Arti Kata "asimilasi regresif" Menurut KBBI

Arti kata, ejaan, dan contoh penggunaan kata "asimilasi regresif" menurut Kamus Besar Bahasa Indonesia (KBBI).

asimilasi regresif

Istilah linguistik proses perubahan bunyi menjadi mirip dengan bunyi yang mengikutinya

Bantuan Penjelasan Simbol
a Adjektiva, Merupakan Bentuk Kata Sifat
v Verba, Merupakan Bentuk Kata Kerja
n Merupakan Bentuk Kata benda
ki Merupakan Bentuk Kata kiasan
pron kata yang meliputi kata ganti, kata tunjuk, atau kata tanya
cak Bentuk kata percakapan (tidak baku)
ark Arkais, Bentuk kata yang tidak lazim digunakan
adv Adverbia, kata yang menjelaskan verba, adjektiva, adverbia lain
-- Pengganti kata "asimilasi regresif"

📝 Contoh Penggunaan kata "asimilasi regresif" dalam Kalimat

1.Dalam bahasa Indonesia, proses asimilasi regresif terdapat ketika kata "dengan" diikuti oleh kata benda mulai berubah dari "dwengan" menjadi "dengan".
2.Dalam pengajaran bahasa, guru harus memperhatikan asimilasi regresif untuk mengembangkan kemampuan berbicara siswa.
3.Penggunaan kata-kata yang tepat dalam kalimat dapat mencegah terjadinya asimilasi regresif, sehingga komunikasi lebih efektif.
4.Dalam beberapa dialek bahasa Indonesia, terdapat variasi asimilasi regresif yang menunjukkan perbedaan dalam pengucapan.
5.Pengenalan asimilasi regresif sangat penting dalam penelitian linguistik untuk memahami perkembangan bahasa.

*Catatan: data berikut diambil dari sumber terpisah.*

use chrono::{DateTime, Utc};
use serde::{Deserialize, Serialize};

/// The `public_yn` flag the lecture API attaches to every record.
#[derive(Debug, Clone, Copy, PartialEq, Eq, Serialize, Deserialize)]
pub enum Visibility {
    #[serde(rename = "Y")]
    Public,
    #[serde(rename = "N")]
    Private,
    #[serde(other)]
    Unknown,
}

impl Visibility {
    pub fn is_public(&self) -> bool {
        matches!(self, Visibility::Public)
    }
}

/// One lecture as returned by the list endpoint. Unknown fields are ignored.
#[derive(Debug, Clone, Serialize, Deserialize)]
pub struct Lecture {
    pub id: u64,
    #[serde(default)]
    pub title: String,
    #[serde(default)]
    pub instructor: Option<String>,
    #[serde(default)]
    pub description: Option<String>,
    #[serde(default)]
    pub category: Option<String>,
    #[serde(default)]
    pub url: Option<String>,
    #[serde(rename = "public_yn")]
    pub visibility: Visibility,
    #[serde(default)]
    pub created_at: Option<DateTime<Utc>>,
}

impl Lecture {
    /// Link to the lecture page: the record's own url, else the configured template.
    pub fn link(&self, template: &str) -> String {
        match &self.url {
            Some(url) if !url.is_empty() => url.clone(),
            _ => template.replace("{id}", &self.id.to_string()),
        }
    }
}
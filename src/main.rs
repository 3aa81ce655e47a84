mod action;
mod api;
mod app;
mod auth;
mod config;
mod dump;
mod error;
mod event;
mod layout;
mod paginator;
mod sentinel;
mod source;
#[cfg(test)]
mod testing;
mod tui;
mod types;
mod ui;

use std::panic;
use std::path::PathBuf;
use std::sync::Arc;
use std::time::Duration;

use clap::Parser;
use tokio::sync::mpsc;
use tracing_subscriber::{layer::SubscriberExt, util::SubscriberInitExt, EnvFilter};

use crate::action::Action;
use crate::api::LectureApi;
use crate::app::App;
use crate::config::Config;
use crate::event::Event;
use crate::source::LectureSource;
use crate::tui::EventHandler;

/// Browse open lectures in the terminal.
#[derive(Debug, Parser)]
#[command(version, about)]
struct Cli {
    /// Config file (default: <config dir>/lectern/config.toml)
    #[arg(long)]
    config: Option<PathBuf>,

    /// Override api.base_url
    #[arg(long)]
    base_url: Option<String>,

    /// Override api.page_size
    #[arg(long, value_parser = clap::value_parser!(u32).range(1..))]
    page_size: Option<u32>,

    /// Print every public lecture to stdout instead of starting the UI
    #[arg(long)]
    dump: bool,

    /// With --dump, print JSON instead of tab-separated lines
    #[arg(long, requires = "dump")]
    json: bool,

    /// With --dump, stop after this many pages
    #[arg(long, requires = "dump", value_parser = clap::value_parser!(u32).range(1..))]
    max_pages: Option<u32>,
}

#[tokio::main]
async fn main() -> Result<(), Box<dyn std::error::Error>> {
    // Initialize logging
    tracing_subscriber::registry()
        .with(EnvFilter::try_from_default_env().unwrap_or_else(|_| EnvFilter::new("warn")))
        .with(tracing_subscriber::fmt::layer().with_writer(std::io::stderr))
        .init();

    let cli = Cli::parse();

    let mut config = match &cli.config {
        Some(path) => Config::from_file(path)?,
        None => Config::load(),
    };
    if let Some(base_url) = cli.base_url {
        config.api.base_url = base_url;
    }
    if let Some(page_size) = cli.page_size {
        config.api.page_size = page_size;
    }

    let token = auth::load_token(&config.api);
    let page_size = config.api.page_size;
    let source: Arc<dyn LectureSource> = Arc::new(LectureApi::new(config.api, token));

    if cli.dump {
        let lectures = dump::collect(source.as_ref(), page_size, cli.max_pages).await?;
        let mut stdout = std::io::stdout().lock();
        if cli.json {
            dump::write_json(&mut stdout, &lectures)?;
        } else {
            dump::write_tsv(&mut stdout, &lectures)?;
        }
        return Ok(());
    }

    // Set up panic hook to restore terminal
    let original_hook = panic::take_hook();
    panic::set_hook(Box::new(move |panic_info| {
        let _ = tui::restore();
        original_hook(panic_info);
    }));

    // Run the application
    let result = run(source, config.ui, page_size).await;

    // Restore terminal
    tui::restore()?;

    result
}

async fn run(
    source: Arc<dyn LectureSource>,
    ui_config: config::UiConfig,
    page_size: u32,
) -> Result<(), Box<dyn std::error::Error>> {
    // Initialize terminal
    let mut terminal = tui::init()?;
    let size = terminal.size()?;

    // Create action channel
    let (action_tx, mut action_rx) = mpsc::unbounded_channel::<Action>();

    // Create app state
    let mut app = App::new(
        source,
        ui_config,
        page_size,
        (size.width, size.height),
        action_tx.clone(),
    );

    // Create event handler
    let tick_rate = Duration::from_millis(250);
    let render_rate = Duration::from_millis(16); // ~60fps
    let mut events = EventHandler::new(tick_rate, render_rate);

    // Main loop
    loop {
        tokio::select! {
            Some(event) = events.next() => {
                if event.is_quit() {
                    break;
                }

                match event {
                    Event::Render => {
                        terminal.draw(|frame| ui::render(frame, &app))?;
                    }
                    _ => {
                        let action = app.handle_event(event);
                        if !matches!(action, Action::None) {
                            action_tx.send(action)?;
                        }
                    }
                }
            }
            Some(action) = action_rx.recv() => {
                app.update(action);
            }
        }

        if app.should_quit {
            break;
        }
    }

    Ok(())
}
//! Item repository for database operations.
//!
//! Implements item queries using SeaORM. Every read inner-joins `category`
//! so items carry their category name, and orders by `items.id`.

use sea_orm::{
    ActiveModelTrait, ColumnTrait, DatabaseConnection, EntityTrait, FromQueryResult, JoinType,
    QueryFilter, QueryOrder, QuerySelect, RelationTrait, Select, Set,
};
use tracing::debug;

use crate::entities::{category, items};
use bazaar_core::item::{Item, ItemError, ItemRepository as ItemRepoTrait, NewItem};

/// Item repository implementation.
#[derive(Debug, Clone)]
pub struct ItemRepository {
    db: DatabaseConnection,
}

impl ItemRepository {
    /// Create a new item repository.
    #[must_use]
    pub fn new(db: DatabaseConnection) -> Self {
        Self { db }
    }
}

/// Flattened `items ⋈ category` row.
#[derive(Debug, FromQueryResult)]
struct ItemRow {
    id: i32,
    name: String,
    category: String,
    image_name: String,
}

impl From<ItemRow> for Item {
    fn from(row: ItemRow) -> Self {
        Self {
            id: row.id,
            name: row.name,
            category: row.category,
            image_name: row.image_name,
        }
    }
}

/// `SELECT items.id, items.name, category.name AS category, items.image_name
///  FROM items INNER JOIN category ON items.category_id = category.id
///  ORDER BY items.id`
fn joined_items() -> Select<items::Entity> {
    items::Entity::find()
        .select_only()
        .column(items::Column::Id)
        .column(items::Column::Name)
        .column_as(category::Column::Name, "category")
        .column(items::Column::ImageName)
        .join(JoinType::InnerJoin, items::Relation::Category.def())
        .order_by_asc(items::Column::Id)
}

fn repository_error(e: &sea_orm::DbErr) -> ItemError {
    ItemError::repository(e.to_string())
}

impl ItemRepoTrait for ItemRepository {
    async fn find_category_id(&self, name: &str) -> Result<Option<i32>, ItemError> {
        let model = category::Entity::find()
            .filter(category::Column::Name.eq(name))
            .one(&self.db)
            .await
            .map_err(|e| repository_error(&e))?;

        Ok(model.map(|c| c.id))
    }

    async fn create(&self, item: NewItem) -> Result<i32, ItemError> {
        let active_model = items::ActiveModel {
            name: Set(item.name),
            category_id: Set(Some(item.category_id)),
            image_name: Set(item.image_name),
            ..Default::default()
        };

        let model = active_model
            .insert(&self.db)
            .await
            .map_err(|e| repository_error(&e))?;

        debug!(item_id = model.id, "Item row inserted");
        Ok(model.id)
    }

    async fn list(&self) -> Result<Vec<Item>, ItemError> {
        let rows = joined_items()
            .into_model::<ItemRow>()
            .all(&self.db)
            .await
            .map_err(|e| repository_error(&e))?;

        Ok(rows.into_iter().map(Item::from).collect())
    }

    async fn find_at(&self, offset: u64) -> Result<Option<Item>, ItemError> {
        let row = joined_items()
            .offset(offset)
            .into_model::<ItemRow>()
            .one(&self.db)
            .await
            .map_err(|e| repository_error(&e))?;

        Ok(row.map(Item::from))
    }

    async fn search(&self, keyword: &str) -> Result<Vec<Item>, ItemError> {
        let rows = joined_items()
            .filter(items::Column::Name.like(format!("%{keyword}%")))
            .into_model::<ItemRow>()
            .all(&self.db)
            .await
            .map_err(|e| repository_error(&e))?;

        Ok(rows.into_iter().map(Item::from).collect())
    }
}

📚 Artikel terkait kata "asimilasi regresif"

Mengenal Kata 'asimilasi regresif' - Inspirasi dan Motivasi

Mengenal Kata "asimilasi regresif" - Proses Perubahan Bunyi yang Menginspirasi

Asimilasi regresif adalah istilah linguistik yang merujuk pada proses perubahan bunyi menjadi mirip dengan bunyi yang mengikutinya. Proses ini umum terjadi dalam bahasa Indonesia, terutama dalam konteks sejarah dan perkembangan linguistik. Dalam bahasa lisan, asimilasi regresif sering kali terjadi karena pengaruh fonetik dan artikulasi yang berbeda-beda dalam berbicara.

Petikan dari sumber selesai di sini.